Alex Anthony

No. 82
- Position: Wide receiver

Personal information
- Born: April 9, 1991 (age 35) Victoria, British Columbia
- Listed height: 6 ft 2 in (1.88 m)
- Listed weight: 205 lb (93 kg)

Career information
- University: Wilfrid Laurier
- CFL draft: 2013: 5th round, 39th overall pick

Career history
- 2013–2014: Saskatchewan Roughriders

Awards and highlights
- 101st Grey Cup champion;
- Stats at CFL.ca (archive)

= Alex Anthony (Canadian football) =

Canadian football player (born 1991)

Alex Anthony (born April 9, 1991) is a Canadian former professional football wide receiver who played for the Saskatchewan Roughriders of the Canadian Football League (CFL).

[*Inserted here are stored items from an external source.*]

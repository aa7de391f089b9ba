use std::fs;
use std::io;
use std::path::Path;

use anyhow::Context;
use colored::Colorize;
use tracing::warn;

use kv_hash::HashCache;
use kv_index::{IndexError, StagingLedger};
use kv_repo::{InitOutcome, RepoError, RepoLock, Repository, META_DIR};
use kv_status::{classify, scan_working_tree, ChangeKind, StatusReport};
use kv_store::{SnapshotStore, StoreError};

use crate::cli::{AddArgs, Cli, Command, InitArgs, OutputFormat};

/// Directories never scanned as part of the working tree.
const SCAN_EXCLUDES: &[&str] = &[META_DIR, ".git"];

pub fn run_command(cli: Cli) -> anyhow::Result<()> {
    let cwd = std::env::current_dir().context("cannot determine current directory")?;
    match cli.command {
        Command::Init(args) => cmd_init(&cwd, args),
        Command::Add(args) => cmd_add(&cwd, args),
        Command::Status(_) => cmd_status(&cwd, cli.format),
        Command::Commit(_) => cmd_commit(&cwd),
    }
}

fn cmd_init(cwd: &Path, args: InitArgs) -> anyhow::Result<()> {
    let dir = match args.path {
        Some(path) => cwd.join(path),
        None => cwd.to_path_buf(),
    };
    fs::create_dir_all(&dir)
        .with_context(|| format!("cannot create {}", dir.display()))?;
    match Repository::init(&dir)? {
        InitOutcome::Created => println!(
            "{} Initialized empty kv repository in {}/",
            "✓".green().bold(),
            dir.join(META_DIR).display()
        ),
        InitOutcome::AlreadyInitialized => println!("Directory already initialized!"),
    }
    Ok(())
}

fn cmd_add(cwd: &Path, args: AddArgs) -> anyhow::Result<()> {
    if args.paths.is_empty() {
        println!("Nothing to add.");
        return Ok(());
    }

    let repo = Repository::discover(cwd)?;
    let _lock = RepoLock::acquire(&repo.lock_path())?;
    let mut ledger = StagingLedger::load(repo.ledger_path())?;

    let mut staged = 0usize;
    for path in &args.paths {
        let abs = cwd.join(path);
        let rel = match repo.relativize(&abs) {
            Ok(rel) => rel,
            Err(RepoError::Io(e)) if e.kind() == io::ErrorKind::NotFound => {
                println!("{} does not exist.", path.display());
                continue;
            }
            Err(RepoError::OutsideRoot { .. }) => {
                println!(
                    "{} {} is outside the repository.",
                    "skipped:".yellow(),
                    path.display()
                );
                continue;
            }
            Err(e) => return Err(e.into()),
        };
        match ledger.stage(repo.root(), &rel) {
            Ok(_) => {
                staged += 1;
                println!("Added {rel} to the repository.");
            }
            Err(IndexError::FileMissing(p)) => println!("{p} does not exist."),
            Err(e @ (IndexError::InvalidPath(_) | IndexError::Hash(_))) => {
                println!("{} {rel}: {e}", "skipped:".yellow());
            }
            Err(e) => return Err(e.into()),
        }
    }

    if staged > 0 {
        ledger.save()?;
    }
    Ok(())
}

fn cmd_status(cwd: &Path, format: OutputFormat) -> anyhow::Result<()> {
    let repo = Repository::discover(cwd)?;
    let ledger = StagingLedger::load(repo.ledger_path())?;
    let store = SnapshotStore::new(repo.commits_dir());
    let snapshot = store.manifest()?;

    let mut cache = HashCache::load(repo.hash_cache_path());
    let working = scan_working_tree(repo.root(), SCAN_EXCLUDES, &mut cache)?;
    let live: Vec<&str> = working.keys().map(String::as_str).collect();
    cache.retain_paths(&live);
    if let Err(e) = cache.save() {
        warn!(error = %e, "could not persist fingerprint cache");
    }

    let report = classify(&working, ledger.entries(), snapshot.as_ref());
    match format {
        OutputFormat::Json => println!("{}", serde_json::to_string_pretty(&report)?),
        OutputFormat::Text => render_status(&report),
    }
    Ok(())
}

fn render_status(report: &StatusReport) {
    if report.is_clean() {
        if report.has_commits {
            println!("Working tree clean.");
        } else {
            println!("No commits yet. Working tree clean.");
        }
        return;
    }

    let mut first_section = true;
    if !report.staged.is_empty() {
        first_section = false;
        println!("Staged for commit:");
        for file in &report.staged {
            let label = format!("{:<9}", file.state.as_str());
            println!(
                "  {} {}  ({})",
                label.green(),
                file.path,
                file.timestamp.dimmed()
            );
        }
    }

    if !report.changes.is_empty() {
        if !first_section {
            println!();
        }
        first_section = false;
        println!("Changes not staged:");
        for change in &report.changes {
            let label = format!("{:<9}", change.kind.as_str());
            let label = match change.kind {
                ChangeKind::Modified => label.yellow(),
                ChangeKind::Untracked => label.red(),
            };
            println!("  {} {}", label, change.path);
        }
    }

    if !report.deleted.is_empty() {
        if !first_section {
            println!();
        }
        println!("Deleted:");
        for path in &report.deleted {
            println!("  {} {}", format!("{:<9}", "deleted").red(), path);
        }
    }
}

fn cmd_commit(cwd: &Path) -> anyhow::Result<()> {
    let repo = Repository::discover(cwd)?;
    let _lock = RepoLock::acquire(&repo.lock_path())?;
    let mut ledger = StagingLedger::load(repo.ledger_path())?;

    if ledger.is_empty() {
        println!("Nothing to commit.");
        return Ok(());
    }

    let store = SnapshotStore::new(repo.commits_dir());
    match store.commit(repo.root(), ledger.entries()) {
        Ok(summary) => {
            // Clearing strictly after a fully successful commit keeps the
            // ledger recoverable when anything above failed.
            ledger.clear()?;
            println!(
                "{} Committed snapshot v{} ({} staged, {} carried forward)",
                "✓".green().bold(),
                summary.version,
                summary.staged,
                summary.carried
            );
            Ok(())
        }
        Err(e @ StoreError::PartialCommit { .. }) => {
            eprintln!(
                "{} the staging ledger was left intact; fix the cause and commit again",
                "warning:".yellow().bold()
            );
            Err(e.into())
        }
        Err(e) => Err(e.into()),
    }
}

#[cfg(test)]
mod tests {
    use super::*;

    use std::path::PathBuf;

    use kv_hash::ContentHasher;

    fn init_repo() -> (tempfile::TempDir, Repository) {
        let dir = tempfile::tempdir().unwrap();
        cmd_init(dir.path(), InitArgs { path: None }).unwrap();
        let repo = Repository::discover(dir.path()).unwrap();
        (dir, repo)
    }

    fn add(cwd: &Path, paths: &[&str]) {
        cmd_add(
            cwd,
            AddArgs {
                paths: paths.iter().map(|p| PathBuf::from(*p)).collect(),
            },
        )
        .unwrap();
    }

    #[test]
    fn init_creates_metadata_subtree() {
        let (dir, repo) = init_repo();
        assert!(dir.path().join(".kv/commit").is_dir());
        assert!(repo.ledger_path().is_file());
    }

    #[test]
    fn init_twice_is_a_noop() {
        let (dir, _repo) = init_repo();
        cmd_init(dir.path(), InitArgs { path: None }).unwrap();
    }

    #[test]
    fn end_to_end_two_commit_scenario() {
        let (dir, repo) = init_repo();
        fs::write(dir.path().join("f.txt"), "hello").unwrap();

        add(dir.path(), &["f.txt"]);
        let ledger_text = fs::read_to_string(repo.ledger_path()).unwrap();
        let lines: Vec<&str> = ledger_text.lines().collect();
        assert_eq!(lines.len(), 1);
        assert!(lines[0].starts_with("f.txt;"));
        assert!(lines[0].contains(&ContentHasher::fingerprint_bytes(b"hello").to_hex()));
        assert!(lines[0].ends_with(";created"));

        cmd_commit(dir.path()).unwrap();
        assert_eq!(
            fs::read(dir.path().join(".kv/commit/v1/f.txt")).unwrap(),
            b"hello"
        );
        assert!(fs::read_to_string(repo.ledger_path()).unwrap().is_empty());

        fs::write(dir.path().join("f.txt"), "world").unwrap();
        add(dir.path(), &["f.txt"]);
        let ledger_text = fs::read_to_string(repo.ledger_path()).unwrap();
        assert_eq!(ledger_text.lines().count(), 1);
        assert!(ledger_text.contains(&ContentHasher::fingerprint_bytes(b"world").to_hex()));

        cmd_commit(dir.path()).unwrap();
        assert_eq!(
            fs::read(dir.path().join(".kv/commit/v2/f.txt")).unwrap(),
            b"world"
        );
        // Prior snapshots are immutable.
        assert_eq!(
            fs::read(dir.path().join(".kv/commit/v1/f.txt")).unwrap(),
            b"hello"
        );
    }

    #[test]
    fn add_skips_missing_paths_and_stages_the_rest() {
        let (dir, repo) = init_repo();
        fs::write(dir.path().join("good.txt"), "g").unwrap();

        add(dir.path(), &["good.txt", "missing.txt"]);

        let ledger = StagingLedger::load(repo.ledger_path()).unwrap();
        assert_eq!(ledger.len(), 1);
        assert!(ledger.get("good.txt").is_some());
    }

    #[test]
    fn add_nothing_reports_and_succeeds() {
        let (dir, repo) = init_repo();
        cmd_add(dir.path(), AddArgs { paths: vec![] }).unwrap();
        let ledger = StagingLedger::load(repo.ledger_path()).unwrap();
        assert!(ledger.is_empty());
    }

    #[test]
    fn commit_with_empty_ledger_is_a_noop() {
        let (dir, repo) = init_repo();
        cmd_commit(dir.path()).unwrap();
        let store = SnapshotStore::new(repo.commits_dir());
        assert_eq!(store.commit_number().unwrap(), 0);
    }

    #[test]
    fn status_runs_without_any_commit() {
        let (dir, _repo) = init_repo();
        fs::write(dir.path().join("a.txt"), "a").unwrap();
        add(dir.path(), &["a.txt"]);
        fs::write(dir.path().join("b.txt"), "b").unwrap();

        cmd_status(dir.path(), OutputFormat::Text).unwrap();
        cmd_status(dir.path(), OutputFormat::Json).unwrap();
    }

    #[test]
    fn add_fails_while_repository_is_locked() {
        let (dir, repo) = init_repo();
        fs::write(dir.path().join("a.txt"), "a").unwrap();
        let _lock = RepoLock::acquire(&repo.lock_path()).unwrap();

        let err = cmd_add(
            dir.path(),
            AddArgs {
                paths: vec!["a.txt".into()],
            },
        )
        .unwrap_err();
        assert!(err
            .chain()
            .any(|c| matches!(c.downcast_ref::<RepoError>(), Some(RepoError::Locked { .. }))));
    }

    #[test]
    fn add_without_repository_fails_with_not_found() {
        let dir = tempfile::tempdir().unwrap();
        let err = cmd_add(
            dir.path(),
            AddArgs {
                paths: vec!["a.txt".into()],
            },
        )
        .unwrap_err();
        assert!(err
            .chain()
            .any(|c| matches!(c.downcast_ref::<RepoError>(), Some(RepoError::NotFound { .. }))));
    }

    #[test]
    fn partial_commit_keeps_the_ledger() {
        let (dir, repo) = init_repo();
        fs::write(dir.path().join("f.txt"), "data").unwrap();
        add(dir.path(), &["f.txt"]);

        // The staged file vanishes before the commit runs.
        fs::remove_file(dir.path().join("f.txt")).unwrap();
        let err = cmd_commit(dir.path()).unwrap_err();
        assert!(err
            .chain()
            .any(|c| matches!(c.downcast_ref::<StoreError>(), Some(StoreError::PartialCommit { .. }))));

        let ledger = StagingLedger::load(repo.ledger_path()).unwrap();
        assert_eq!(ledger.len(), 1, "ledger must survive a failed commit");
    }

    #[test]
    fn commit_carries_forward_unstaged_files() {
        let (dir, _repo) = init_repo();
        fs::write(dir.path().join("a.txt"), "a").unwrap();
        fs::write(dir.path().join("b.txt"), "b").unwrap();
        add(dir.path(), &["a.txt", "b.txt"]);
        cmd_commit(dir.path()).unwrap();

        fs::write(dir.path().join("a.txt"), "a2").unwrap();
        add(dir.path(), &["a.txt"]);
        cmd_commit(dir.path()).unwrap();

        assert_eq!(fs::read(dir.path().join(".kv/commit/v2/a.txt")).unwrap(), b"a2");
        assert_eq!(fs::read(dir.path().join(".kv/commit/v2/b.txt")).unwrap(), b"b");
    }
}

Anthony was selected by the Roughriders in the fifth round of the 2013 CFL draft after playing CIS Football with the Wilfrid Laurier Golden Hawks.

==College career==
Anthony played football for the Wilfrid Laurier Golden Hawks. He finished his career with 47 receptions for 722 yards and seven touchdowns.

==Professional career==
Anthony was drafted by the Saskatchewan Roughriders with the 39th pick in the 2013 CFL Draft. In 2013, Anthony won the 101st Grey Cup with the Roughriders. Anthony spent much of the 2014 season on the practice roster before being released in June 2015.